Оксюкович. Наш главред. И Федотов-Леонов. Заведующий. Я слышала их разговор. Не подумайте, что я подслушивала, быстро добавила Теплякова. Это случайно получилось. Я хотела попросить аванс, подошла к дверям, а они говорили в кабинете. У меня замечательная рубрика «В мире домашней хозяйки». Но наша газета о, это такая клоака!
Когда именно вы слышали их разговор? быстро спросил Опалин.
Три дня назад.
Можете точно передать, что именно они говорили?

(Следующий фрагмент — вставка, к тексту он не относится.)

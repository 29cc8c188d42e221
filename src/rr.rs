//! The record-type registry: one tagged variant per resource record type,
//! each driven through a common four-way "xfr" visitor (wire-read,
//! wire-write, text-read, text-write) instead of four separate per-type
//! routines. See `reader.rs`/`writer.rs` for the wire-side visitors and
//! `from_str.rs`/`display.rs` for the text-side ones.

use crate::name::Name;
use crate::types::DNSType;
use std::io;
use std::net::{Ipv4Addr, Ipv6Addr};

/// A polymorphic codec visited by every record variant's `encode` routine.
/// The same field sequence is walked whether decoding from wire bytes,
/// encoding to wire bytes, parsing presentation text, or printing it —
/// each `Xfr` implementation decides what "transfer" means for its
/// direction, so adding a record type costs one `encode` method instead of
/// four.
pub trait Xfr {
    fn xfr_u8(&mut self, v: &mut u8) -> io::Result<()>;
    fn xfr_u16(&mut self, v: &mut u16) -> io::Result<()>;
    fn xfr_u32(&mut self, v: &mut u32) -> io::Result<()>;
    fn xfr_name(&mut self, v: &mut Name) -> io::Result<()>;
    fn xfr_type(&mut self, v: &mut DNSType) -> io::Result<()>;
    /// One length-prefixed character-string (max 255 bytes).
    fn xfr_txt(&mut self, v: &mut Vec<u8>) -> io::Result<()>;
    /// Raw bytes running to the end of the record's rdata.
    fn xfr_blob(&mut self, v: &mut Vec<u8>) -> io::Result<()>;
}

#[derive(Clone, Debug, PartialEq, Eq, Default)]
pub struct A {
    pub addr: u32,
}

impl A {
    pub fn ip(&self) -> Ipv4Addr {
        Ipv4Addr::from(self.addr)
    }

    pub fn encode<X: Xfr>(&mut self, x: &mut X) -> io::Result<()> {
        x.xfr_u32(&mut self.addr)
    }
}

#[derive(Clone, Debug, PartialEq, Eq, Default)]
pub struct Aaaa {
    pub addr: [u8; 16],
}

impl Aaaa {
    pub fn ip(&self) -> Ipv6Addr {
        Ipv6Addr::from(self.addr)
    }

    pub fn encode<X: Xfr>(&mut self, x: &mut X) -> io::Result<()> {
        let mut v = self.addr.to_vec();
        x.xfr_blob(&mut v)?;
        if v.len() != 16 {
            return Err(io::Error::new(
                io::ErrorKind::InvalidData,
                "AAAA record must be exactly 16 bytes",
            ));
        }
        self.addr.copy_from_slice(&v);
        Ok(())
    }
}

#[derive(Clone, Debug, PartialEq, Eq, Default)]
pub struct Ns {
    pub name: Name,
}

impl Ns {
    pub fn encode<X: Xfr>(&mut self, x: &mut X) -> io::Result<()> {
        x.xfr_name(&mut self.name)
    }
}

#[derive(Clone, Debug, PartialEq, Eq, Default)]
pub struct Cname {
    pub name: Name,
}

impl Cname {
    pub fn encode<X: Xfr>(&mut self, x: &mut X) -> io::Result<()> {
        x.xfr_name(&mut self.name)
    }
}

#[derive(Clone, Debug, PartialEq, Eq, Default)]
pub struct Ptr {
    pub name: Name,
}

impl Ptr {
    pub fn encode<X: Xfr>(&mut self, x: &mut X) -> io::Result<()> {
        x.xfr_name(&mut self.name)
    }
}

#[derive(Clone, Debug, PartialEq, Eq, Default)]
pub struct Soa {
    pub mname: Name,
    pub rname: Name,
    pub serial: u32,
    pub refresh: u32,
    pub retry: u32,
    pub expire: u32,
    pub minimum: u32,
}

impl Soa {
    pub fn encode<X: Xfr>(&mut self, x: &mut X) -> io::Result<()> {
        x.xfr_name(&mut self.mname)?;
        x.xfr_name(&mut self.rname)?;
        x.xfr_u32(&mut self.serial)?;
        x.xfr_u32(&mut self.refresh)?;
        x.xfr_u32(&mut self.retry)?;
        x.xfr_u32(&mut self.expire)?;
        x.xfr_u32(&mut self.minimum)
    }
}

#[derive(Clone, Debug, PartialEq, Eq, Default)]
pub struct Mx {
    pub preference: u16,
    pub exchange: Name,
}

impl Mx {
    pub fn encode<X: Xfr>(&mut self, x: &mut X) -> io::Result<()> {
        x.xfr_u16(&mut self.preference)?;
        x.xfr_name(&mut self.exchange)
    }
}

/// Non-empty ordered list of character-strings; the wire form concatenates
/// length-prefixed segments, one per element.
#[derive(Clone, Debug, PartialEq, Eq, Default)]
pub struct Txt {
    pub strings: Vec<Vec<u8>>,
}

impl Txt {
    pub fn encode<X: Xfr>(&mut self, x: &mut X) -> io::Result<()> {
        if self.strings.is_empty() {
            self.strings.push(Vec::new());
        }
        for s in &mut self.strings {
            x.xfr_txt(s)?;
        }
        Ok(())
    }
}

#[derive(Clone, Debug, PartialEq, Eq, Default)]
pub struct Srv {
    pub priority: u16,
    pub weight: u16,
    pub port: u16,
    pub target: Name,
}

impl Srv {
    pub fn encode<X: Xfr>(&mut self, x: &mut X) -> io::Result<()> {
        x.xfr_u16(&mut self.priority)?;
        x.xfr_u16(&mut self.weight)?;
        x.xfr_u16(&mut self.port)?;
        x.xfr_name(&mut self.target)
    }
}

#[derive(Clone, Debug, PartialEq, Eq, Default)]
pub struct Naptr {
    pub order: u16,
    pub preference: u16,
    pub flags: Vec<u8>,
    pub services: Vec<u8>,
    pub regexp: Vec<u8>,
    pub replacement: Name,
}

impl Naptr {
    pub fn encode<X: Xfr>(&mut self, x: &mut X) -> io::Result<()> {
        x.xfr_u16(&mut self.order)?;
        x.xfr_u16(&mut self.preference)?;
        x.xfr_txt(&mut self.flags)?;
        x.xfr_txt(&mut self.services)?;
        x.xfr_txt(&mut self.regexp)?;
        x.xfr_name(&mut self.replacement)
    }
}

/// DNSSEC signature record. Round-tripped faithfully but never synthesized
/// by the authoritative server (signing stays a non-goal); only ingested
/// from a zone file or AXFR stream.
#[derive(Clone, Debug, PartialEq, Eq, Default)]
pub struct Rrsig {
    pub covered_type: DNSType,
    pub algorithm: u8,
    pub labels: u8,
    pub original_ttl: u32,
    pub expiration: u32,
    pub inception: u32,
    pub key_tag: u16,
    pub signer: Name,
    pub signature: Vec<u8>,
}

impl Rrsig {
    pub fn encode<X: Xfr>(&mut self, x: &mut X) -> io::Result<()> {
        x.xfr_type(&mut self.covered_type)?;
        x.xfr_u8(&mut self.algorithm)?;
        x.xfr_u8(&mut self.labels)?;
        x.xfr_u32(&mut self.original_ttl)?;
        x.xfr_u32(&mut self.expiration)?;
        x.xfr_u32(&mut self.inception)?;
        x.xfr_u16(&mut self.key_tag)?;
        x.xfr_name(&mut self.signer)?;
        // The signature runs to the end of the record; its length is never
        // itself encoded, only inferred from RDLENGTH.
        x.xfr_blob(&mut self.signature)
    }
}

#[derive(Clone, Debug, PartialEq, Eq, Default)]
pub struct Unknown {
    pub rtype: u16,
    pub data: Vec<u8>,
}

impl Unknown {
    pub fn encode<X: Xfr>(&mut self, x: &mut X) -> io::Result<()> {
        x.xfr_blob(&mut self.data)
    }
}

/// The RR registry: one variant per supported type, plus `Unknown` for any
/// type code the registry doesn't special-case.
#[derive(Clone, Debug, PartialEq)]
#[allow(clippy::upper_case_acronyms)]
pub enum RRGen {
    A(A),
    AAAA(Aaaa),
    NS(Ns),
    CNAME(Cname),
    PTR(Ptr),
    SOA(Soa),
    MX(Mx),
    TXT(Txt),
    SRV(Srv),
    NAPTR(Naptr),
    RRSIG(Rrsig),
    Unknown(Unknown),
}

impl RRGen {
    /// The wire type code to emit for this record. Unlike [`RRGen::type`],
    /// this never round-trips an `Unknown` variant's code through the
    /// `DNSType` enum (which would lose any code the registry doesn't name),
    /// so a record read as `Unknown{type, bytes}` writes back out under its
    /// original type code.
    pub fn wire_type_code(&self) -> u16 {
        match self {
            RRGen::Unknown(u) => u.rtype,
            other => num_traits::ToPrimitive::to_u16(&other.r#type()).unwrap_or(0),
        }
    }

    pub fn r#type(&self) -> DNSType {
        match self {
            RRGen::A(_) => DNSType::A,
            RRGen::AAAA(_) => DNSType::AAAA,
            RRGen::NS(_) => DNSType::NS,
            RRGen::CNAME(_) => DNSType::CNAME,
            RRGen::PTR(_) => DNSType::PTR,
            RRGen::SOA(_) => DNSType::SOA,
            RRGen::MX(_) => DNSType::MX,
            RRGen::TXT(_) => DNSType::TXT,
            RRGen::SRV(_) => DNSType::SRV,
            RRGen::NAPTR(_) => DNSType::NAPTR,
            RRGen::RRSIG(_) => DNSType::RRSIG,
            RRGen::Unknown(u) => {
                num_traits::FromPrimitive::from_u16(u.rtype).unwrap_or(DNSType::ANY)
            }
        }
    }

    /// Constructs a blank value of the given type, ready to be filled in by
    /// `encode` from any visitor direction.
    pub fn blank(t: DNSType) -> RRGen {
        match t {
            DNSType::A => RRGen::A(A::default()),
            DNSType::AAAA => RRGen::AAAA(Aaaa::default()),
            DNSType::NS => RRGen::NS(Ns::default()),
            DNSType::CNAME => RRGen::CNAME(Cname::default()),
            DNSType::PTR => RRGen::PTR(Ptr::default()),
            DNSType::SOA => RRGen::SOA(Soa::default()),
            DNSType::MX => RRGen::MX(Mx::default()),
            DNSType::TXT => RRGen::TXT(Txt::default()),
            DNSType::SRV => RRGen::SRV(Srv::default()),
            DNSType::NAPTR => RRGen::NAPTR(Naptr::default()),
            DNSType::RRSIG => RRGen::RRSIG(Rrsig::default()),
            other => RRGen::Unknown(Unknown {
                rtype: num_traits::ToPrimitive::to_u16(&other).unwrap_or(0),
                data: Vec::new(),
            }),
        }
    }

    pub fn encode<X: Xfr>(&mut self, x: &mut X) -> io::Result<()> {
        match self {
            RRGen::A(v) => v.encode(x),
            RRGen::AAAA(v) => v.encode(x),
            RRGen::NS(v) => v.encode(x),
            RRGen::CNAME(v) => v.encode(x),
            RRGen::PTR(v) => v.encode(x),
            RRGen::SOA(v) => v.encode(x),
            RRGen::MX(v) => v.encode(x),
            RRGen::TXT(v) => v.encode(x),
            RRGen::SRV(v) => v.encode(x),
            RRGen::NAPTR(v) => v.encode(x),
            RRGen::RRSIG(v) => v.encode(x),
            RRGen::Unknown(v) => v.encode(x),
        }
    }
}
//! HTTP server setup and configuration.
//!
//! # Responsibilities
//! - Build the redirect chain: document table → inline table → default fallback
//! - Wire up middleware (tracing, timeout, request ID)
//! - Serve on a listener until shutdown is signalled

use std::time::Duration;

use axum::Router;
use tokio::net::TcpListener;
use tokio::sync::broadcast;
use tower::ServiceBuilder;
use tower_http::{timeout::TimeoutLayer, trace::TraceLayer};

use crate::config::RedirectorConfig;
use crate::http::fallback::default_fallback;
use crate::http::request::{propagate_request_id_layer, set_request_id_layer};
use crate::observability::metrics::{OutcomeLayer, OutcomeService};
use crate::routing::{RedirectLayer, RedirectMap, RedirectService};

type RedirectChain = OutcomeService<RedirectService<RedirectService<Router>>>;

/// HTTP server for the redirector.
pub struct HttpServer {
    router: Router,
}

impl HttpServer {
    /// Create a server answering from `document` first, then the inline entries in `config`.
    pub fn new(config: RedirectorConfig, document: RedirectMap) -> Self {
        let inline = RedirectMap::from_pairs(
            config
                .redirects
                .entries
                .iter()
                .map(|entry| (entry.path.clone(), entry.url.clone())),
        );

        tracing::info!(
            document_redirects = document.len(),
            inline_redirects = inline.len(),
            "Redirect tables built"
        );

        let chain = ServiceBuilder::new()
            .layer(OutcomeLayer)
            .layer(RedirectLayer::new(document).named("document"))
            .layer(RedirectLayer::new(inline).named("inline"))
            .service(default_fallback());

        let router = Self::build_router(&config, chain);
        Self { router }
    }

    /// Build the Axum router with all middleware layers.
    #[allow(deprecated)]
    fn build_router(config: &RedirectorConfig, chain: RedirectChain) -> Router {
        Router::new()
            .fallback_service(chain)
            .layer(TimeoutLayer::new(Duration::from_secs(config.timeouts.request_secs)))
            .layer(propagate_request_id_layer())
            .layer(TraceLayer::new_for_http())
            .layer(set_request_id_layer())
    }

    /// Run the server until `shutdown` fires, then drain in-flight requests.
    pub async fn run(
        self,
        listener: TcpListener,
        mut shutdown: broadcast::Receiver<()>,
    ) -> Result<(), std::io::Error> {
        let addr = listener.local_addr()?;
        tracing::info!(address = %addr, "HTTP server starting");

        axum::serve(listener, self.router.into_make_service())
            .with_graceful_shutdown(async move {
                let _ = shutdown.recv().await;
            })
            .await?;

        tracing::info!("HTTP server stopped");
        Ok(())
    }

    /// The fully layered router, for serving through other means.
    pub fn into_router(self) -> Router {
        self.router
    }
}

#[cfg(test)]
mod tests {
    use super::*;
    use crate::config::PathUrlPair;
    use axum::body::Body;
    use axum::http::{header, Request, StatusCode};
    use metrics_util::debugging::{DebugValue, DebuggingRecorder, Snapshotter};
    use std::collections::HashMap;
    use tower::ServiceExt;

    fn server() -> HttpServer {
        let mut config = RedirectorConfig::default();
        config.redirects.entries = vec![
            PathUrlPair {
                path: "/urlshort-godoc".into(),
                url: "https://godoc.org/github.com/gophercises/urlshort".into(),
            },
            PathUrlPair {
                path: "/dogs".into(),
                url: "https://inline.example.com/dogs".into(),
            },
        ];
        let document = RedirectMap::from_pairs([("/dogs", "https://example.com/dogs")]);
        HttpServer::new(config, document)
    }

    async fn get(router: Router, uri: &str) -> axum::response::Response {
        router
            .oneshot(Request::builder().uri(uri).body(Body::empty()).unwrap())
            .await
            .unwrap()
    }

    #[tokio::test]
    async fn test_document_takes_precedence() {
        let resp = get(server().into_router(), "/dogs").await;

        assert_eq!(resp.status(), StatusCode::FOUND);
        assert_eq!(resp.headers()[header::LOCATION], "https://example.com/dogs");
        assert!(resp.headers().contains_key("x-request-id"));
    }

    #[tokio::test]
    async fn test_inline_entries_served() {
        let resp = get(server().into_router(), "/urlshort-godoc").await;

        assert_eq!(resp.status(), StatusCode::FOUND);
        assert_eq!(
            resp.headers()[header::LOCATION],
            "https://godoc.org/github.com/gophercises/urlshort"
        );
    }

    #[tokio::test]
    async fn test_default_fallback_reached() {
        let router = server().into_router();

        assert_eq!(get(router.clone(), "/").await.status(), StatusCode::OK);
        assert_eq!(get(router, "/cats").await.status(), StatusCode::NOT_FOUND);
    }

    fn request_counts(snapshotter: &Snapshotter) -> HashMap<(String, String), u64> {
        snapshotter
            .snapshot()
            .into_vec()
            .into_iter()
            .filter_map(|(composite, _, _, value)| {
                let key = composite.key();
                if key.name() != "redirector_requests_total" {
                    return None;
                }
                let label = |name: &str| {
                    key.labels()
                        .find(|l| l.key() == name)
                        .map(|l| l.value().to_string())
                        .unwrap_or_default()
                };
                match value {
                    DebugValue::Counter(n) => Some(((label("outcome"), label("table")), n)),
                    _ => None,
                }
            })
            .collect()
    }

    #[test]
    fn test_each_request_counted_once() {
        let recorder = DebuggingRecorder::new();
        let snapshotter = recorder.snapshotter();

        metrics::with_local_recorder(&recorder, || {
            let runtime = tokio::runtime::Builder::new_current_thread()
                .enable_all()
                .build()
                .unwrap();
            runtime.block_on(async {
                let router = server().into_router();
                for uri in ["/dogs", "/urlshort-godoc", "/cats", "/"] {
                    get(router.clone(), uri).await;
                }
            });
        });

        let counts = request_counts(&snapshotter);
        let count = |outcome: &str, table: &str| {
            counts
                .get(&(outcome.to_string(), table.to_string()))
                .copied()
                .unwrap_or(0)
        };

        assert_eq!(count("redirect", "document"), 1);
        assert_eq!(count("redirect", "inline"), 1);
        assert_eq!(count("fallback", "none"), 2);
        assert_eq!(counts.values().sum::<u64>(), 4);
    }
}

Оксюкович был в ужасе. Он говорил, что произошла какая-то ошибка. Поликарп Игнатьевич настаивал. Я запомнила его фразу: «55 тысяч не могут раствориться в пространстве! Куда они делись?» Потом Оксюкович сказал, что подозревать своих чудовищно, ему нехорошо от одной мысли об этом. И заведующий назвал Колоскова. Он держал у себя деньги, полученные за рекламу, он так все устроил, что у него не спрашивали отчетность, и при нем рекламы стало гораздо больше, чем раньше. Главред сказал нет, не может быть, наверное, 55 тысяч Измайлов украл. Но Поликарп Игнатьевич сказал, что через Измайлова такие суммы не проходили, он только выплачивал зарплату, авансы и ведомости у него в образцовом порядке. Потом Оксюкович сказал надо разобраться, но без ГПУ и милиции, никто не должен знать.
Почему? Он так боится за свое место?
Конечно, боится, хотя сам еле дышит, легкие как решето, с отвращением ответила Теплякова. И курит! Видели бы вы, как он курит!